* [Recorded data]

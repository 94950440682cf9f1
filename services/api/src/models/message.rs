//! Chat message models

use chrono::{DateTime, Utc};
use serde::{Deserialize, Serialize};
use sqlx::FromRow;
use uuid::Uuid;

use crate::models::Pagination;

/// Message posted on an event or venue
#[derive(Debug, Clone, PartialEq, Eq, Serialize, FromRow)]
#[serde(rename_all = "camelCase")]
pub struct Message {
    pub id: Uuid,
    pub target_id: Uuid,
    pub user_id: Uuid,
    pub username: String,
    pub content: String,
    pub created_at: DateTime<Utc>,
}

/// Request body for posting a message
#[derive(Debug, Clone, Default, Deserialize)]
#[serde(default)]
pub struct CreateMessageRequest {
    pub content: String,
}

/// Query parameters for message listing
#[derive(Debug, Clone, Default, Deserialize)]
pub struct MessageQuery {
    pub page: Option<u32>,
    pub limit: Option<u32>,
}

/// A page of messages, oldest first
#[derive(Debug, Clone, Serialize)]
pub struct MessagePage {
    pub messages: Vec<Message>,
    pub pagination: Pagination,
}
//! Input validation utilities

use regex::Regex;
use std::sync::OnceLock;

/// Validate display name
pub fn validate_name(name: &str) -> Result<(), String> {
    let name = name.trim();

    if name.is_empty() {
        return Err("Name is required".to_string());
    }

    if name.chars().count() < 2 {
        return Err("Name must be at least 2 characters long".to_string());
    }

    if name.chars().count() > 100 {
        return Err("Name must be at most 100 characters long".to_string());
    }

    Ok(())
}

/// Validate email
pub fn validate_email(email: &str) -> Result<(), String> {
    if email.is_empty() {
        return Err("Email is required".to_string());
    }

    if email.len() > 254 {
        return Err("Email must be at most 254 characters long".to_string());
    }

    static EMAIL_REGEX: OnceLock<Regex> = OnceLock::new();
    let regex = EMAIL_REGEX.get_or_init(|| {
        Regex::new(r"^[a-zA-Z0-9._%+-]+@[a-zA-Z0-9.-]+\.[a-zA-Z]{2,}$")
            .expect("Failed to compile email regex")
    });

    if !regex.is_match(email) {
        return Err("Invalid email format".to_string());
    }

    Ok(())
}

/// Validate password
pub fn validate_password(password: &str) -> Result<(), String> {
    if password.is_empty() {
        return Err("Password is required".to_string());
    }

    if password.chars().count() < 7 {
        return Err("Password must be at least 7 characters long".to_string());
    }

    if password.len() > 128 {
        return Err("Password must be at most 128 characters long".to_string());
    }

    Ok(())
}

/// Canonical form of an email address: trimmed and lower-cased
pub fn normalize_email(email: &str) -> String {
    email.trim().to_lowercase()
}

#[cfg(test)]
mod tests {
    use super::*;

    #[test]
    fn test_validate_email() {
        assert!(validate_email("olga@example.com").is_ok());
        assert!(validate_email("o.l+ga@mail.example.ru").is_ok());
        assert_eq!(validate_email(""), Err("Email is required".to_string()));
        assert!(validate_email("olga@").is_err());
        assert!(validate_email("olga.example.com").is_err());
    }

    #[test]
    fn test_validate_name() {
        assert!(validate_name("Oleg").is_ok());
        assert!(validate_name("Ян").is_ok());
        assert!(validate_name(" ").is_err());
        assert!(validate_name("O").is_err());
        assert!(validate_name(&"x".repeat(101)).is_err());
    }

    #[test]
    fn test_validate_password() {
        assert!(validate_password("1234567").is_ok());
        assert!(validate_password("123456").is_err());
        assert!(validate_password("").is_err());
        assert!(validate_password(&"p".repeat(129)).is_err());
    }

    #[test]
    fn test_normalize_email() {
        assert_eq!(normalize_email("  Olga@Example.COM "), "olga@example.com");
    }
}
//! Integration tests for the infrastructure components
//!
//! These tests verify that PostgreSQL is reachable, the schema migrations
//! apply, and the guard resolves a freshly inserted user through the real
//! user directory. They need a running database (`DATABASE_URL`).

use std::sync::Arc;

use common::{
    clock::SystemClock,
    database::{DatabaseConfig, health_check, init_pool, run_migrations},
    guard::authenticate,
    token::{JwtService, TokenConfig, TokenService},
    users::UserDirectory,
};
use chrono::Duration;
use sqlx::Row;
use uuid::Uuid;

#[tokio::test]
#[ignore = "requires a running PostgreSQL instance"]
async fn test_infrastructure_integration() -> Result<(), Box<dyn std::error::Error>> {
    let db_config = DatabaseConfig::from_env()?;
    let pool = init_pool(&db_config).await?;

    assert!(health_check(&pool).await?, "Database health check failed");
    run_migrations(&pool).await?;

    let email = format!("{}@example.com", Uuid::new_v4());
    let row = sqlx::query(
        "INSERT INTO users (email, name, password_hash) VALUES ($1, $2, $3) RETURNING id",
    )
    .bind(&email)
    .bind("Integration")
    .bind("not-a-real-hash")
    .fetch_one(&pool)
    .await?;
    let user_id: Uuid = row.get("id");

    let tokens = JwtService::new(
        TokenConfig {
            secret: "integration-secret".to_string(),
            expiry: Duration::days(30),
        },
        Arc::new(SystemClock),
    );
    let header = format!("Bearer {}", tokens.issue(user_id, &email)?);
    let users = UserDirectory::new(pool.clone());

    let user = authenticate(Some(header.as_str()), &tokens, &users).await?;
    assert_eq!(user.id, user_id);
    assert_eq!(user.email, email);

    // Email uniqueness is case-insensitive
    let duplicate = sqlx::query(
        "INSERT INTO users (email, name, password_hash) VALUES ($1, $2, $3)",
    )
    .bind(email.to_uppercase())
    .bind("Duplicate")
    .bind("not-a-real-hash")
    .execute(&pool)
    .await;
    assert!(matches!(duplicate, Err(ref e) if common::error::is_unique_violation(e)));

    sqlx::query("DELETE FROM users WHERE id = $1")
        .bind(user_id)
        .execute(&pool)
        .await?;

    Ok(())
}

* [Work to complete] Reproduce every line from the listing above that holds the word "SystemClock".

* [Solved problem]
    clock::SystemClock,
        Arc::new(SystemClock),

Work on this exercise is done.